Tak to wyglądało. Sprawy w szatni, to są sprawy w szatni. Mieliśmy grać inaczej. Nie graliśmy tego, co sobie założyliśmy przed drugą częścią gry, gdy już przegrywaliśmy spotkanie. To jest na pewno nasza wada, którą musimy poprawić.
Ogólnie wasza gra wyglądała dziś tak, jakby brakowało wam woli walki i tego serca, które należy pozostawić na murawie. Ty jako zawodnik, który grał wcześniej w Polonii Bytom, doskonale wiesz o co chodzi, ale co z resztą drużyny?
Nie będę indywidualnie nikogo oceniał. GieKSa była bardziej zdeterminowana zarówno w czasie, gdy byłem na boisku, jak i w momencie, gdy usiadłem na ławce. To wyglądało tak, jakby GieKSie bardziej zależało. Czasami tak jest, że mimo naszego stuprocentowego zaangażowania, bardziej widoczne jest ono u rywala. Może katowiczanie nie mieli dużo klarownych sytuacji, ale dzięki konsekwencji sięgnęli po trzy punkty.
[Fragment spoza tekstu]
use std::path::PathBuf;

use anyhow::{Context, Result};
use clap::Parser;
use tracing::{debug, instrument};

use super::{config::Config, output::bars::print_totals};
use crate::{
    budget::{aggregate, entities::Period, focus::focus},
    fs::operations::read_logs,
    log::Log,
};

#[derive(Debug, Default, Parser)]
pub struct TotalsCommand {
    #[arg(
        short,
        long,
        help = "Zoom into a single top level value. Its sub values become the bars"
    )]
    focus: Option<String>,
    #[arg(
        short,
        long,
        value_delimiter = ',',
        help = "Labels to group by, outermost first. Example: -g cat,sub"
    )]
    group: Vec<String>,
    #[arg(short, long, help = "Aggregation period of the bars")]
    period: Option<Period>,
    #[arg(long, help = "Print totals as json instead of bars")]
    json: bool,
}

impl TotalsCommand {
    /// Command line flags take precedence over the config file.
    fn apply(&self, mut config: Config) -> Config {
        if let Some(focus) = &self.focus {
            config.view.focus_group = Some(focus.clone());
        }
        if !self.group.is_empty() {
            config.budget.label_grouping = Some(self.group.clone());
        }
        if let Some(period) = self.period {
            config.budget.aggregation_period = Some(period);
        }
        config
    }
}

/// Command to process `tots`. Prints how the weekly budget was spent for every period of the log.
#[instrument(skip(config))]
pub async fn process_totals_command(
    command: TotalsCommand,
    config: Config,
    log_paths: &[PathBuf],
) -> Result<()> {
    let log = read_logs(log_paths).await?;
    print!("{}", render_totals(&command, config, &log)?);
    Ok(())
}

fn render_totals(command: &TotalsCommand, config: Config, log: &Log) -> Result<String> {
    let config = command.apply(config);

    let mut totals = aggregate(&config.budget, log)?;
    totals.sort_by_key(|v| v.date);
    debug!("Aggregated {} totals", totals.len());

    if command.json {
        let totals = match config.view.focus_group() {
            Some(value) => focus(&totals, value),
            None => totals,
        };
        let mut json =
            serde_json::to_string_pretty(&totals).context("Failed to serialize totals")?;
        json.push('\n');
        return Ok(json);
    }

    let hours_per_day = config.budget.resolve().hours_per_day;
    Ok(print_totals(&config.view, &totals, hours_per_day))
}
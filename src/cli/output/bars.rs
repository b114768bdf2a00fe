use std::collections::{BTreeMap, BTreeSet};

use ansi_term::{Colour, Style};

use super::ViewConfig;
use crate::{
    budget::{entities::Total, focus::focus},
    utils::{duration::as_nanos_f64, time::format_week_date},
};

const COLORS: [Colour; 6] = [
    Colour::Red,
    Colour::Green,
    Colour::Yellow,
    Colour::Blue,
    Colour::Purple,
    Colour::Cyan,
];
const MISSING_COLOR: Colour = Colour::Fixed(8);
const MISSING_VALUE: &str = "?";
const NANOS_PER_HOUR: f64 = 3_600_000_000_000.;

/// Renders one bar per total. Every distinct top level value gets a segment as wide as its share
/// of the budget. With a focus group the bars show the focused value's children, followed by a
/// second bar with the focused value's share of the whole budget.
pub fn print_totals(view: &ViewConfig, totals: &[Total], hours_per_day: u32) -> String {
    let focused = view.focus_group().map(|value| (value, focus(totals, value)));
    let shown = focused.as_ref().map_or(totals, |(_, focused)| focused.as_slice());

    let values = shown
        .iter()
        .flat_map(|total| total.sub_totals.iter().map(|v| v.value.as_str()))
        .collect::<BTreeSet<_>>();

    let mut screen_width = view.screen_width() as f64;
    if focused.is_some() {
        screen_width /= 2.;
    }

    let mut out = String::new();
    for (total, top) in shown.iter().zip(totals) {
        out += &print_total(total, &values, screen_width, hours_per_day);
        if let Some((value, _)) = &focused {
            out += &print_focus_share(top, value, screen_width);
        }
        out.push('\n');
    }
    out
}

fn print_total(
    total: &Total,
    values: &BTreeSet<&str>,
    screen_width: f64,
    hours_per_day: u32,
) -> String {
    let widths = total
        .sub_totals
        .iter()
        .map(|v| (v.value.as_str(), v.relative * screen_width))
        .collect::<BTreeMap<_, _>>();

    let mut out = format!(" {}   |", format_week_date(total.date));
    let mut cursor = 0f64;
    let mut color = 0;
    for value in values {
        let width = widths.get(value).copied().unwrap_or(0.);
        let chars = (cursor + width).round() as usize - cursor.round() as usize;
        cursor += width;

        let (style, value) = if value.is_empty() {
            (MISSING_COLOR.normal(), MISSING_VALUE)
        } else {
            color += 1;
            (COLORS[(color - 1) % COLORS.len()].normal(), *value)
        };
        out += &style.paint(segment(value, chars)).to_string();
        out.push('|');
    }

    let days = as_nanos_f64(total.absolute) / NANOS_PER_HOUR / hours_per_day.max(1) as f64;
    out += &format!("  ({days:.1}d) ");
    out
}

/// Value centered in a run of dashes, cut to fit into `chars`.
fn segment(value: &str, chars: usize) -> String {
    let value = value.chars().take(chars).collect::<String>();
    let pad = chars - value.chars().count();
    format!(
        "{}{value}{}",
        "-".repeat(pad / 2),
        "-".repeat(pad / 2 + pad % 2)
    )
}

fn print_focus_share(top: &Total, value: &str, screen_width: f64) -> String {
    let width = top
        .sub_totals
        .iter()
        .find(|v| v.value == value)
        .map_or(0, |v| (v.relative * screen_width).round() as usize);
    let rest = (screen_width as usize).saturating_sub(width);
    format!(
        " |{}|{}|",
        Style::new().bold().paint("-".repeat(width)),
        " ".repeat(rest)
    )
}
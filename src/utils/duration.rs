use chrono::Duration;

/// Parses the `<integer><unit>` repeating grammar used by the `t` and `f` labels, e.g. `1h30m`.
/// Units are `h`, `m` and `s`. Returns [None] for anything else, including an empty string.
pub fn parse_duration(s: &str) -> Option<Duration> {
    let mut total = Duration::zero();
    let mut digits = String::new();
    let mut groups = 0;

    for c in s.chars() {
        if c.is_ascii_digit() {
            digits.push(c);
            continue;
        }
        if digits.is_empty() {
            return None;
        }
        let amount = digits.parse::<i64>().ok()?;
        let part = match c {
            'h' => Duration::try_hours(amount)?,
            'm' => Duration::try_minutes(amount)?,
            's' => Duration::try_seconds(amount)?,
            _ => return None,
        };
        total = total.checked_add(&part)?;
        digits.clear();
        groups += 1;
    }

    // Trailing digits without a unit
    if !digits.is_empty() || groups == 0 {
        return None;
    }
    Some(total)
}

/// Duration as a float amount of nanoseconds. Falls back to millisecond precision for durations
/// too large to be represented in nanoseconds.
pub fn as_nanos_f64(value: Duration) -> f64 {
    value
        .num_nanoseconds()
        .map_or_else(|| value.num_milliseconds() as f64 * 1e6, |v| v as f64)
}

/// Multiplies a duration by a ratio, rounding to the nearest nanosecond.
pub fn scale_duration(value: Duration, ratio: f64) -> Duration {
    Duration::nanoseconds((as_nanos_f64(value) * ratio).round() as i64)
}

pub fn format_duration(v: Duration) -> String {
    if v.num_hours() > 0 {
        format!(
            "{}h{}m{}s",
            v.num_hours(),
            v.num_minutes() % 60,
            v.num_seconds() % 60
        )
    } else if v.num_minutes() > 0 {
        format!("{}m{}s", v.num_minutes() % 60, v.num_seconds() % 60)
    } else {
        format!("{}s", v.num_seconds() % 60)
    }
}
Jak skomentujesz rywalizację o awans do ekstraklasy, bo jak na razie wygląda to tak trochę jak wyścig kulawych żółwi?
Tak może to wyglądać. Jednak nie patrzymy na to tak, że po wygranym meczu będziemy na trzecim miejscu, na drugim czy na czwartym. Chcemy zdobywać trzy punkty w każdym spotkaniu. Nie będę oryginalny. Nieważne, czy jest to siedemnasta drużyna czy lider, to każdy z zapytanych zawodników danego zespołu powie, że w każdym meczu gra o zwycięstwo. Boisko to jednak weryfikuje i wyjeżdżamy z Katowic z zerowym dorobkiem punktowym.
Jako nieliczni przed sezonem deklarowaliście, że Zawisza gra w tym sezonie o awans do ekstraklasy. Pomaga wam to, czy jednak deprymuje?
To były jasne deklaracje z perspektywy naszej i kibiców. Znamy swoją wartość i to nie jest tak, że przegraliśmy bitwę i przegrywamy cała wojnę. Ona jeszcze trwa i mamy przed sobą mnóstwo meczów, w tym jeszcze jedno spotkanie zaległe. Nie załamujmy rąk, że dziś się nie udało, że zabrakło determinacji itp. To nie jest żadne wytłumaczenie dla zawodnika. Musimy po prostu dążyć, aby jak najmniej było w naszym wykonaniu takich spotkań jak to z GieKSą, bo musimy z boiska rywala wywozić punkty.